What you need to do → Check each line of the material below, and copy it if it holds the string "await".

Working data →

☆ ☆ ☆ ☆ ☆ ☆ ☆

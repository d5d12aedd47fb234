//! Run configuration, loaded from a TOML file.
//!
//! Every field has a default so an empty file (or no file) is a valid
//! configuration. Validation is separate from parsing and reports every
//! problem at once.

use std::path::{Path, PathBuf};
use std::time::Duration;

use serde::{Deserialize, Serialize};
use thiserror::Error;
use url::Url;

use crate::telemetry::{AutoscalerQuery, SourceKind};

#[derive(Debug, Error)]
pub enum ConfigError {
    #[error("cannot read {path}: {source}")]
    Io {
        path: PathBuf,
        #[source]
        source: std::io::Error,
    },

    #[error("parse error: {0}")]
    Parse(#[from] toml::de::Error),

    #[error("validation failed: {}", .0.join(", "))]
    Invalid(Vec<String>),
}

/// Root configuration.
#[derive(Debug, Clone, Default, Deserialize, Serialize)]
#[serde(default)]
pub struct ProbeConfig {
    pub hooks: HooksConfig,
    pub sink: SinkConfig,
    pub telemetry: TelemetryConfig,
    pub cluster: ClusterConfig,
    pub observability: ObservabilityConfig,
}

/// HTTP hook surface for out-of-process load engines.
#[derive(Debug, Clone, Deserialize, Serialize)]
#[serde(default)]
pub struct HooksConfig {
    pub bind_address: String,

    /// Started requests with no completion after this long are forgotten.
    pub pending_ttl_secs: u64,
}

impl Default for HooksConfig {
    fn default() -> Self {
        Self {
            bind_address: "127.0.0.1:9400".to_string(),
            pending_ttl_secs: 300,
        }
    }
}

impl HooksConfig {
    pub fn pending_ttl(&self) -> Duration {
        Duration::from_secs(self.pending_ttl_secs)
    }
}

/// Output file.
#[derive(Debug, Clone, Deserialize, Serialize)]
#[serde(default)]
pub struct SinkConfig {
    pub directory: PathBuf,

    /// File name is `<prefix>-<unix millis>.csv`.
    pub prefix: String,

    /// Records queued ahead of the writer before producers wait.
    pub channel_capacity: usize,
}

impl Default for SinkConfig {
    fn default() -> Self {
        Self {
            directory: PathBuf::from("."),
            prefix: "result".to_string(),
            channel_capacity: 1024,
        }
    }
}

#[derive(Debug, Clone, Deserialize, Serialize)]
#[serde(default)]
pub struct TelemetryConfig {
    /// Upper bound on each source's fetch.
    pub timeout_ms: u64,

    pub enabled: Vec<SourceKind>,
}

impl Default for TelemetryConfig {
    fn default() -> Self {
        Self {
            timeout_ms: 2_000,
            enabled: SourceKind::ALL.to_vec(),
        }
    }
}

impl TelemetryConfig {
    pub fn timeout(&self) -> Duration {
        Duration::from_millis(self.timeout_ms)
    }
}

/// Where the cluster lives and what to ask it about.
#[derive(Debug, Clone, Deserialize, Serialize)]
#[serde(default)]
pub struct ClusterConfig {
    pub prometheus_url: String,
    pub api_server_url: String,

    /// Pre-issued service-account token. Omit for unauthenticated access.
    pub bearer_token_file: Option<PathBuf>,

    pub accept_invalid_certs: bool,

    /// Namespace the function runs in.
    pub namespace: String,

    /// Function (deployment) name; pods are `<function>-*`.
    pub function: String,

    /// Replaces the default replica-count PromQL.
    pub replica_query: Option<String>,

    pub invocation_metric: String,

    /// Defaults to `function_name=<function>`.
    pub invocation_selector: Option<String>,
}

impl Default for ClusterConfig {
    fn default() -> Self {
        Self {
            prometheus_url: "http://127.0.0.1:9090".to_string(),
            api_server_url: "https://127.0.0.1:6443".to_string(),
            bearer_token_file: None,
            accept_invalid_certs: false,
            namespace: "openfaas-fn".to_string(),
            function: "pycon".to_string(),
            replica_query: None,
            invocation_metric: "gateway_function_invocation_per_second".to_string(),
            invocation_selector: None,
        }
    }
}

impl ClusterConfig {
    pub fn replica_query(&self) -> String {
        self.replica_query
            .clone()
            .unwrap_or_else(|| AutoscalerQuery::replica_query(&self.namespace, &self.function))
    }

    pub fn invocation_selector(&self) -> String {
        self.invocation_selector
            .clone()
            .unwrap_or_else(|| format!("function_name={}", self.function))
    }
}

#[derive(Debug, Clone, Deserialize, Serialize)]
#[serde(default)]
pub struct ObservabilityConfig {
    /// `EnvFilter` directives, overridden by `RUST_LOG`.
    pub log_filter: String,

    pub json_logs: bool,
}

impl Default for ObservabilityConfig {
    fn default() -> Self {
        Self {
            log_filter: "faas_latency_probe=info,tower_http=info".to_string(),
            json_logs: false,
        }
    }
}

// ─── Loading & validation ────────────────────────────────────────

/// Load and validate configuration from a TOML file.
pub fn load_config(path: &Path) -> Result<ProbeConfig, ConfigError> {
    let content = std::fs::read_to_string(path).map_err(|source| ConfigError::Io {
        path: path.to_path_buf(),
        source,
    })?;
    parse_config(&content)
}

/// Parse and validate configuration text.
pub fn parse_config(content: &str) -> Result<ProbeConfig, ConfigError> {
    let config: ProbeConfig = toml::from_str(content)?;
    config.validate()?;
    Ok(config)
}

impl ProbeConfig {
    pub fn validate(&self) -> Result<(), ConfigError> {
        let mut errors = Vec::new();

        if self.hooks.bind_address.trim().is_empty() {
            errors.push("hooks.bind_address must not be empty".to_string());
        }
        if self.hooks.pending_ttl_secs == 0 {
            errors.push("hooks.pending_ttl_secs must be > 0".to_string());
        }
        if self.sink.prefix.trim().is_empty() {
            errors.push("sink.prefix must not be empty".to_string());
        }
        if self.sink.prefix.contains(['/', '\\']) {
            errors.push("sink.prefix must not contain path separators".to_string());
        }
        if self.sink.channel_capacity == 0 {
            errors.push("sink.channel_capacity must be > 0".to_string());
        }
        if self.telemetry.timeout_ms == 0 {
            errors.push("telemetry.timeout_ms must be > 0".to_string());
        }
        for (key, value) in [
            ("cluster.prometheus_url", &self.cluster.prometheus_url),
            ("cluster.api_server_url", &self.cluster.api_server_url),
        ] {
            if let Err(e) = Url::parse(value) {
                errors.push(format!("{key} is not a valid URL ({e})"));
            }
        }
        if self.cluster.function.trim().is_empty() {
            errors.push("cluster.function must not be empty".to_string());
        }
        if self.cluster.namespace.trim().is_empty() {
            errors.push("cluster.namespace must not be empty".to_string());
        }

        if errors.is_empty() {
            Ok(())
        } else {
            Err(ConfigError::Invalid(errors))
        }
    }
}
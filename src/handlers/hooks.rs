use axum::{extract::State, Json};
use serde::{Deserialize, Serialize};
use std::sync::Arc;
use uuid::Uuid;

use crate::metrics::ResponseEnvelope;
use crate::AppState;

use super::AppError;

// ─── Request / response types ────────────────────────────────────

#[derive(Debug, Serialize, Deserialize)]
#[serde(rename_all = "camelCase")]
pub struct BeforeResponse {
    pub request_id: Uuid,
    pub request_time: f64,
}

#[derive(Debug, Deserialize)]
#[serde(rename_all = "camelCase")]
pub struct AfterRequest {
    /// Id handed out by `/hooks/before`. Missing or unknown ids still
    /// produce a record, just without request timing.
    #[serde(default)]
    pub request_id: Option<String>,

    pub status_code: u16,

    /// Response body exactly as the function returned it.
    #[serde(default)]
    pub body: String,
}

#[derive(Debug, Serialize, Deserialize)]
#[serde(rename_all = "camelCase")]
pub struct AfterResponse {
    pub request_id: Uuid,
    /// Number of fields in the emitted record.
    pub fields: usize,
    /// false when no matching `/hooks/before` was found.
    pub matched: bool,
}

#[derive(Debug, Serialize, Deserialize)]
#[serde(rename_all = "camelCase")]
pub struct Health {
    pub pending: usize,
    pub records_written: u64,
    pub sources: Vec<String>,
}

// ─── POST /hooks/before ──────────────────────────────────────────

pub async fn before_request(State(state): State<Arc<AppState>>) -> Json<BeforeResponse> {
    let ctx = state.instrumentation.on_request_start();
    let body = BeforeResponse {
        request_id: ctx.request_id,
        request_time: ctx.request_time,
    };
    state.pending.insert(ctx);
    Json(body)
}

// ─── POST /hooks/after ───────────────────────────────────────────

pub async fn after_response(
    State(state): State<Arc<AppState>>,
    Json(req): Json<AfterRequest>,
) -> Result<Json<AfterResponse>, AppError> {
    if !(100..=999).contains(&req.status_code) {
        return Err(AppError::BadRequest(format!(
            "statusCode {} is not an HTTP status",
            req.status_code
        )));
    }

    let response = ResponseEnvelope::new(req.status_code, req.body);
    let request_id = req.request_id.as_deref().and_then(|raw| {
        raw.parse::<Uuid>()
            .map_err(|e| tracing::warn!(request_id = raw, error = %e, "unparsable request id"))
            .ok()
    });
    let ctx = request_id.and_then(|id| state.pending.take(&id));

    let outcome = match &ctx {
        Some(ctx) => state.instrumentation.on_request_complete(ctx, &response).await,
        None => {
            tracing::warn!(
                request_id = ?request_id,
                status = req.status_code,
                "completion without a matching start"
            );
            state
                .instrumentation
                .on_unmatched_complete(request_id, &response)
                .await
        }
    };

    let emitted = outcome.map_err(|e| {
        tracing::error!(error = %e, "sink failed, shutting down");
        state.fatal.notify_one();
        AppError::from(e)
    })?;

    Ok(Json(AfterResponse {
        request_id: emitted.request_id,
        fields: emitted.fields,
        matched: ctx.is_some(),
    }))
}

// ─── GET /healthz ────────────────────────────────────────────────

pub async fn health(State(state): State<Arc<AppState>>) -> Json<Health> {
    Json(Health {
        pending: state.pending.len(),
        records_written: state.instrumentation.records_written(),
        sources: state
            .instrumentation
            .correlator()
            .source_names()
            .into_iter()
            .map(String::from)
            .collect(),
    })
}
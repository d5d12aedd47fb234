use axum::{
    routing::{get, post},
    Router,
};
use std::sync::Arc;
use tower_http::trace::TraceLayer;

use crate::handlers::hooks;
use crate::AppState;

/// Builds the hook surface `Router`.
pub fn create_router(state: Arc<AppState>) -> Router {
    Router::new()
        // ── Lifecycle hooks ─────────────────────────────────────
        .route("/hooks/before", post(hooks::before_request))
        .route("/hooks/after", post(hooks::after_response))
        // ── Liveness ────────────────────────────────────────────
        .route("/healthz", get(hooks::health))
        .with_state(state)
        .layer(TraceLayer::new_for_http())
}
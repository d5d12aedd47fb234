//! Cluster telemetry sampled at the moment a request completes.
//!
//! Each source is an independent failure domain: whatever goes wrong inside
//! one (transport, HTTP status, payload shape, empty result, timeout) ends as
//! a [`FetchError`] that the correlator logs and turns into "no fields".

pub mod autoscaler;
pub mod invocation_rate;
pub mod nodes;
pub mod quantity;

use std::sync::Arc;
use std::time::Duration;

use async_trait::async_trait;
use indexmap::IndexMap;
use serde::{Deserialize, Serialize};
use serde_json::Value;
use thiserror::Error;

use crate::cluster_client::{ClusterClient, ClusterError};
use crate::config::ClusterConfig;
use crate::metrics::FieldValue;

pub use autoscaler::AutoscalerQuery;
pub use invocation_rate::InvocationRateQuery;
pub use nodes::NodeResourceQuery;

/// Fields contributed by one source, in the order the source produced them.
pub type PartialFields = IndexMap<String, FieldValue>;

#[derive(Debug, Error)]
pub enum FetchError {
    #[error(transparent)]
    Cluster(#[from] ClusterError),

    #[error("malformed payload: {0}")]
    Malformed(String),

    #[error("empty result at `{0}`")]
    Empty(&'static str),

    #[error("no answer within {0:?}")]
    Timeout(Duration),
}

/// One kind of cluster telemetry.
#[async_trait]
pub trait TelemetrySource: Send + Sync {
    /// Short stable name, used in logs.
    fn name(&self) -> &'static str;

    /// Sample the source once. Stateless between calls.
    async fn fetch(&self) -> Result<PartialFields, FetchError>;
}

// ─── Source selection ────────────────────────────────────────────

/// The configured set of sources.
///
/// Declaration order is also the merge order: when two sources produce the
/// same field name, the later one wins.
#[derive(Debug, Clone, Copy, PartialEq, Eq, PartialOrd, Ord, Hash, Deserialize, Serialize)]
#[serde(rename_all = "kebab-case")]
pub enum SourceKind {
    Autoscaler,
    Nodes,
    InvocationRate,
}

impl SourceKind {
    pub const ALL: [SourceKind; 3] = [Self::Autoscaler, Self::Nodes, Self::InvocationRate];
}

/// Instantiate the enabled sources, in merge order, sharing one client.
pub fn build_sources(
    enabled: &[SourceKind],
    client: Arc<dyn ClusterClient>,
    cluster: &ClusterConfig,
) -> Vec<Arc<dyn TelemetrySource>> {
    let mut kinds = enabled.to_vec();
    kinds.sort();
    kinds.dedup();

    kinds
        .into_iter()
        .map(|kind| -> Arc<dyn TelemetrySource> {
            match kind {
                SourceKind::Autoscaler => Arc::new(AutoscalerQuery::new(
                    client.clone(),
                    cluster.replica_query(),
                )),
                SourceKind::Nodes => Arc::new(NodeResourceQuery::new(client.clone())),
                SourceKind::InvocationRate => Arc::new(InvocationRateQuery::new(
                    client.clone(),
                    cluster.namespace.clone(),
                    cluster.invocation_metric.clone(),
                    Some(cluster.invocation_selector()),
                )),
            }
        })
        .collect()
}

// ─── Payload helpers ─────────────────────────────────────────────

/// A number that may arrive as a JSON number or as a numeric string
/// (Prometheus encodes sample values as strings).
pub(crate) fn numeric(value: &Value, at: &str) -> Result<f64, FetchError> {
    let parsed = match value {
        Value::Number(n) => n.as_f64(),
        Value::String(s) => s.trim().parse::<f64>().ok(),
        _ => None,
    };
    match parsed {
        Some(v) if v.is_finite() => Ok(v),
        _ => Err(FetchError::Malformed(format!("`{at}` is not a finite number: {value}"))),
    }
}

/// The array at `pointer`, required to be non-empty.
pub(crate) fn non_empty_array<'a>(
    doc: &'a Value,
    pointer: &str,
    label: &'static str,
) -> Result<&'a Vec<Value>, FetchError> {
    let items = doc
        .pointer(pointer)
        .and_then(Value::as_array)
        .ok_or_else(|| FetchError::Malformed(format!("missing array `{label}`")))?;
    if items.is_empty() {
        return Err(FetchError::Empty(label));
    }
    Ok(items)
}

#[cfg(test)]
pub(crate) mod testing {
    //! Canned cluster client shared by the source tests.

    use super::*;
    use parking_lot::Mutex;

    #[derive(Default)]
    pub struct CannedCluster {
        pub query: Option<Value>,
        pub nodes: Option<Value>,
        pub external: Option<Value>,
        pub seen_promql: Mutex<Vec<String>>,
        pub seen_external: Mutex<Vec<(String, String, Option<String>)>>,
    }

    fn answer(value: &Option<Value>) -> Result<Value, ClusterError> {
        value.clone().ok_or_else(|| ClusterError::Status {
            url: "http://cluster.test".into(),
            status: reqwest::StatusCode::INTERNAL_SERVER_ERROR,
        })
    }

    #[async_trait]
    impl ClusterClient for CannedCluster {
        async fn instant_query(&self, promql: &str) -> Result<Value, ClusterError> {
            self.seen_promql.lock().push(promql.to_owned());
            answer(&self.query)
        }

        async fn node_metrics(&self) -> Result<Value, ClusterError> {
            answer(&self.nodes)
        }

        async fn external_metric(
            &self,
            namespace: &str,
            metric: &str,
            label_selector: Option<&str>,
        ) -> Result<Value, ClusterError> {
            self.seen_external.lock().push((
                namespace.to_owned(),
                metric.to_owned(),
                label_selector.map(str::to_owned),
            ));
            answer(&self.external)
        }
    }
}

☆ ☆ ☆ ☆ ☆ ☆ ☆

Exercise response →
        Some(ctx) => state.instrumentation.on_request_complete(ctx, &response).await,
                .await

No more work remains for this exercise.